How to run the Local Realignment tool
The tool is found in the Toolbox:
Toolbox | NGS Core Tools () | Local Realignment ()
Select one or multiple read mappings as input. If one read mapping is selected, local realignment will attempt to realign all contained reads, if appropriate. If multiple read mappings are selected, their reference genome must exactly match. Local realignment will realign all reads from all input read mappings as if they came from the same input. However, local realignment will create one output read mapping for each input read mapping, thereby preserving the affiliation of each read to its sample. Clicking Next allows you to set parameters as displayed in figure 21.30.
Figure 21.30: Set the realignment options.
Alignment settings
- Realign unaligned ends This option, if enabled, will trigger the realignment algorithm to attempt to realign unaligned ends as described in section "Realignment of unaligned ends (soft clipped reads)". This option should be enabled by default unless unaligned ends arise from known artifacts (such as adapter remainders in amplicon sequencing setups) and are thus not expected to be realignable anyway. Ignoring unaligned ends will yield a significant run time improvement in those cases. Realigning unaligned ends under normal conditions (where unaligned ends are expected to be realignable), however, does not contribute a lot of processing time.
- Multi-pass realignment This option is used to specify, how many realignment passes shall be performed by the algorithm. More passes improve accuracy at the cost of longer run time (approx. 25% per pass). Two passes are recommended; more than three passes barely yield further improvements.
Guidance-variant settings
- Guidance-variant track A track of variants to guide realignment of reads. Guiding can be used in at least two scenarios: (1) if reads are short or expected variants are long and (2) if cross sample comparisons are performed and some samples are already well genotyped. A track of variants can be produced by either of the variant callers, The Structural Variant tool or by importing variants from external data sources, such as COSMIC, dbSNP, etc.

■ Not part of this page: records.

//! C2 — Message Sanitizer.
//!
//! Repairs tool-call/tool-result structural invariants on an arbitrary
//! message list. Pure: never mutates its input, never fails.

use std::collections::HashSet;

use ctxforge_core::{Message, Role};

/// Run the full three-phase sanitization pass.
pub fn sanitize(messages: &[Message]) -> Vec<Message> {
    let phase_a = phase_a_validate_arguments(messages);
    let valid_ids = collect_tool_call_ids(&phase_a);
    let phase_b = phase_b_deorphan(phase_a, &valid_ids);
    phase_c_enforce_ordering(phase_b)
}

fn collect_tool_call_ids(messages: &[Message]) -> HashSet<String> {
    messages
        .iter()
        .filter(|m| m.role == Role::Assistant)
        .flat_map(|m| m.tool_calls.iter().map(|tc| tc.id.clone()))
        .collect()
}

/// Phase A: drop tool_calls with malformed (non-empty, unparseable) JSON
/// arguments; drop assistant messages left with no content and no tool_calls.
fn phase_a_validate_arguments(messages: &[Message]) -> Vec<Message> {
    let mut out = Vec::with_capacity(messages.len());

    for message in messages {
        if message.role != Role::Assistant {
            out.push(message.clone());
            continue;
        }

        let mut m = message.clone();
        let before = m.tool_calls.len();
        m.tool_calls.retain(|tc| tc.has_well_formed_arguments());
        if before > 0 && m.tool_calls.is_empty() && m.content.trim().is_empty() {
            tracing::debug!(message_id = %m.id, "dropping assistant message: all tool_calls had malformed arguments and content is empty");
            continue;
        }
        out.push(m);
    }

    out
}

/// Phase B: drop tool messages whose `tool_call_id` has no surviving owner.
fn phase_b_deorphan(messages: Vec<Message>, valid_ids: &HashSet<String>) -> Vec<Message> {
    messages
        .into_iter()
        .filter(|m| {
            if m.role != Role::Tool {
                return true;
            }
            match &m.tool_call_id {
                Some(id) if valid_ids.contains(id) => true,
                _ => {
                    tracing::debug!(message_id = %m.id, "dropping orphan tool message");
                    false
                }
            }
        })
        .collect()
}

/// Phase C: enforce that every assistant tool_calls group is immediately and
/// completely followed by its own tool messages, with nothing interleaved.
fn phase_c_enforce_ordering(messages: Vec<Message>) -> Vec<Message> {
    let n = messages.len();
    let mut invalid_ids: HashSet<String> = HashSet::new();

    let mut i = 0;
    while i < n {
        if messages[i].role == Role::Assistant && !messages[i].tool_calls.is_empty() {
            let expected: HashSet<String> = messages[i].tool_calls.iter().map(|tc| tc.id.clone()).collect();
            let mut found: HashSet<String> = HashSet::new();
            let mut j = i + 1;
            while j < n && messages[j].role == Role::Tool {
                if let Some(id) = &messages[j].tool_call_id {
                    found.insert(id.clone());
                }
                j += 1;
            }
            if found != expected {
                tracing::debug!(
                    message_id = %messages[i].id,
                    expected = expected.len(),
                    found = found.len(),
                    "incomplete tool_call group, stripping"
                );
                invalid_ids.extend(expected);
            }
        }
        i += 1;
    }

    let mut out = Vec::with_capacity(n);
    for message in messages {
        match message.role {
            Role::Tool => {
                let keep = message
                    .tool_call_id
                    .as_ref()
                    .map(|id| !invalid_ids.contains(id))
                    .unwrap_or(false);
                if keep {
                    out.push(message);
                } else {
                    tracing::debug!(message_id = %message.id, "dropping tool message from incomplete group");
                }
            }
            Role::Assistant if !message.tool_calls.is_empty() => {
                let all_invalid = message.tool_calls.iter().all(|tc| invalid_ids.contains(&tc.id));
                if all_invalid {
                    let mut stripped = message.clone();
                    stripped.tool_calls.clear();
                    if stripped.content.trim().is_empty() {
                        tracing::debug!(message_id = %stripped.id, "dropping empty assistant message after stripping invalid tool_calls");
                    } else {
                        out.push(stripped);
                    }
                } else {
                    out.push(message);
                }
            }
            _ => out.push(message),
        }
    }

    log_residual_ordering_breaks(&out);
    out
}

/// Post-validation check: log any ordering break that survived repair.
fn log_residual_ordering_breaks(messages: &[Message]) {
    let mut owned: HashSet<String> = HashSet::new();
    for (idx, message) in messages.iter().enumerate() {
        match message.role {
            Role::Assistant => {
                for tc in &message.tool_calls {
                    owned.insert(tc.id.clone());
                }
            }
            Role::Tool => {
                let ok = message
                    .tool_call_id
                    .as_ref()
                    .map(|id| owned.contains(id))
                    .unwrap_or(false);
                if !ok {
                    tracing::error!(index = idx, message_id = %message.id, "residual tool-call ordering break after sanitize");
                }
            }
            _ => {}
        }
    }
}

#[cfg(test)]
mod tests {
    use super::*;
    use ctxforge_core::ToolCall;

    #[test]
    fn idempotent() {
        let msgs = vec![
            Message::user("do"),
            Message::assistant_with_tool_calls("", vec![ToolCall::new("call_1", "search", r#"{"q":1}"#)]),
            Message::tool_result("call_1", "r1"),
            Message::assistant("done"),
        ];
        let once = sanitize(&msgs);
        let twice = sanitize(&once);
        assert_eq!(once.len(), twice.len());
        for (a, b) in once.iter().zip(twice.iter()) {
            assert_eq!(a.id, b.id);
        }
    }

    #[test]
    fn drops_malformed_tool_call_arguments() {
        let msgs = vec![Message::assistant_with_tool_calls(
            "",
            vec![ToolCall::new("call_1", "search", "{not json")],
        )];
        let out = sanitize(&msgs);
        assert!(out.is_empty());
    }

    #[test]
    fn drops_orphan_tool_message() {
        let msgs = vec![Message::user("hi"), Message::tool_result("call_x", "orphan")];
        let out = sanitize(&msgs);
        assert_eq!(out.len(), 1);
        assert_eq!(out[0].role, Role::User);
    }

    #[test]
    fn repairs_interleaved_group_with_message_between_call_and_result() {
        // A user message interleaved between the tool_call and its result
        // breaks the contiguous group.
        let msgs = vec![
            Message::user("do"),
            Message::assistant_with_tool_calls("", vec![ToolCall::new("call_1", "x", "{}")]),
            Message::user("oops"),
            Message::tool_result("call_1", "r1"),
            Message::assistant("done"),
        ];
        let out = sanitize(&msgs);
        assert!(out.iter().all(|m| m.role != Role::Tool));
        assert_eq!(out.len(), 3);
        assert_eq!(out[0].content, "do");
        assert_eq!(out[1].content, "oops");
        assert_eq!(out[2].content, "done");
    }

    #[test]
    fn complete_group_is_preserved() {
        let msgs = vec![
            Message::user("do"),
            Message::assistant_with_tool_calls("", vec![ToolCall::new("call_1", "x", "{}")]),
            Message::tool_result("call_1", "r1"),
            Message::assistant("done"),
        ];
        let out = sanitize(&msgs);
        assert_eq!(out.len(), 4);
        assert!(out.iter().any(|m| m.role == Role::Tool));
    }
}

There are two modes for using the guidance track:
- Un-forced If the 'Force realignment to guidance-variants' is un-ticked the guidance variants are used as 'weak' prior evidence: each guidance variant will be represented by a pseudo-read, allowing the local realignment to explore the alignments that the guidance variants suggest. Any variant track may be used to guide the realignment when the un-forced mode is chosen.
- Force realignment to guidance-variants If the 'Force realignment to guidance-variants' is ticked the guidance variants are used as 'strong' prior evidence: a 'pseudo' reference will be generated for each guidance variant, and the alignment of nucleotides to their sequences will be awarded and encouraged as much as the alignment to the original reference sequence. Thus, the 'Force realignment to guidance-variants' options should only be used when there is prior information that the variants in the guidance variant track are infact present in the sample. This would e.g. be the case for an 'InDel' track produced by the Structural Variant tool (see Section 21.20), in an analysis of the same sample as the realignment is carried out on. Using 'forced' realignment to a general variant data base track is generally strongly discouraged.
The next dialog allows specification of the result handling. Under "Output options" it is possible to specify whether the results should be presented as a reads track or a stand-alone read mapping (figure 21.31).
Figure 21.31: An output track of realigned regions can be created.
If enabled, the option Output track of realigned regions will cause the algorithm to output a track of regions that help pinpoint regions that have been improved by local realignment. This track has purely informative intention and cannot be used for anything else.